Task instructions.
Within the data below, how many lines contain "QualityBounds"? Reply with the number only.
Stored data: Begin
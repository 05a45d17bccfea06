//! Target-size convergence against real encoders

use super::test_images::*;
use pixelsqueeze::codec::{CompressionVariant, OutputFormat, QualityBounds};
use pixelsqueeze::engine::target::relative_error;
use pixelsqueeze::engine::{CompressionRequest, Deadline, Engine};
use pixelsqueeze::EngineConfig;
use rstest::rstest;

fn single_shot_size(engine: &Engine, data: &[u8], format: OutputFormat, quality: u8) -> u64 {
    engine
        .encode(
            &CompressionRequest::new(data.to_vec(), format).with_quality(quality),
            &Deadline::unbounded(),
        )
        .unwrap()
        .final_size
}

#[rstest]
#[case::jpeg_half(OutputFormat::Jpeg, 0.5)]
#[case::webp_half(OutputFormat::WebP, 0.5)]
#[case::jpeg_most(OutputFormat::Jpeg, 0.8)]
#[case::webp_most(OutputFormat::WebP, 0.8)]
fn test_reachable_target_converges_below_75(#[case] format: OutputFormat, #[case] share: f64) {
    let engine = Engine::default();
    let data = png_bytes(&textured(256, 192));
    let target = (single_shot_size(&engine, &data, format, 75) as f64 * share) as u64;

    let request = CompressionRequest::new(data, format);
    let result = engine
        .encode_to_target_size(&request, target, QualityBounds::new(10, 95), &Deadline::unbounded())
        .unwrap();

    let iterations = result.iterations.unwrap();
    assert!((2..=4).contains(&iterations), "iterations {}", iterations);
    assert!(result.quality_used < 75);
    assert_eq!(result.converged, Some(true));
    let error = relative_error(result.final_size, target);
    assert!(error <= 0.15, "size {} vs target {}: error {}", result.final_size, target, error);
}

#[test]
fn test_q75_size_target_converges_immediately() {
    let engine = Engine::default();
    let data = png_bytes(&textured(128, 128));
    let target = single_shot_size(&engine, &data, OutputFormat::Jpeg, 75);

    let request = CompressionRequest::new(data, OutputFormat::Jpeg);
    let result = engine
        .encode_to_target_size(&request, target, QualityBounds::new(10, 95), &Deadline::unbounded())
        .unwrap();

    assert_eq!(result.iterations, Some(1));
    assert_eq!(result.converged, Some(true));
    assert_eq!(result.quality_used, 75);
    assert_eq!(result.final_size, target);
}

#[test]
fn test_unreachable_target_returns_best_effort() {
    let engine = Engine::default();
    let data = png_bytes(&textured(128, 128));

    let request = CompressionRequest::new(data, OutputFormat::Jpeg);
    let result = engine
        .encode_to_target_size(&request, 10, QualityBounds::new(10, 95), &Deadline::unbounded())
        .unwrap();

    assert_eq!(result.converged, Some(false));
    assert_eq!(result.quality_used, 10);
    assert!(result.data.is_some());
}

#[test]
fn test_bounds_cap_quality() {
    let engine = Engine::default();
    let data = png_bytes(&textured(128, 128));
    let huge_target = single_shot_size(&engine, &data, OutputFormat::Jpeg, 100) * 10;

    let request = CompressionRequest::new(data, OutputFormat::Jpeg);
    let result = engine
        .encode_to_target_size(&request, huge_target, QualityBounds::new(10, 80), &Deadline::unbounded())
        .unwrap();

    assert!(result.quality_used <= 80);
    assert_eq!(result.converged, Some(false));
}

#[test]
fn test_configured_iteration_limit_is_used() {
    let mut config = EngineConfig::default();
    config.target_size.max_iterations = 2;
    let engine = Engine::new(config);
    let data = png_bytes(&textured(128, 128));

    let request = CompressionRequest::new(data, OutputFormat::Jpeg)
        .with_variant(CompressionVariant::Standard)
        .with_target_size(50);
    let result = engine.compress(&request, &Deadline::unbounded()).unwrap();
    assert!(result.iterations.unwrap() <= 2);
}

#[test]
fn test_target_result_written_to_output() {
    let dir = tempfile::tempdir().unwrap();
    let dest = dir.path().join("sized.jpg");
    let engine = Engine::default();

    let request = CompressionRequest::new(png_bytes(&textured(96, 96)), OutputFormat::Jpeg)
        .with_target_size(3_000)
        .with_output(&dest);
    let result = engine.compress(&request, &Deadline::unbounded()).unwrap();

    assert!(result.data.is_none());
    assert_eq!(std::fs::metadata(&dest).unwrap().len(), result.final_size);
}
Stored data: End
Answer box.
5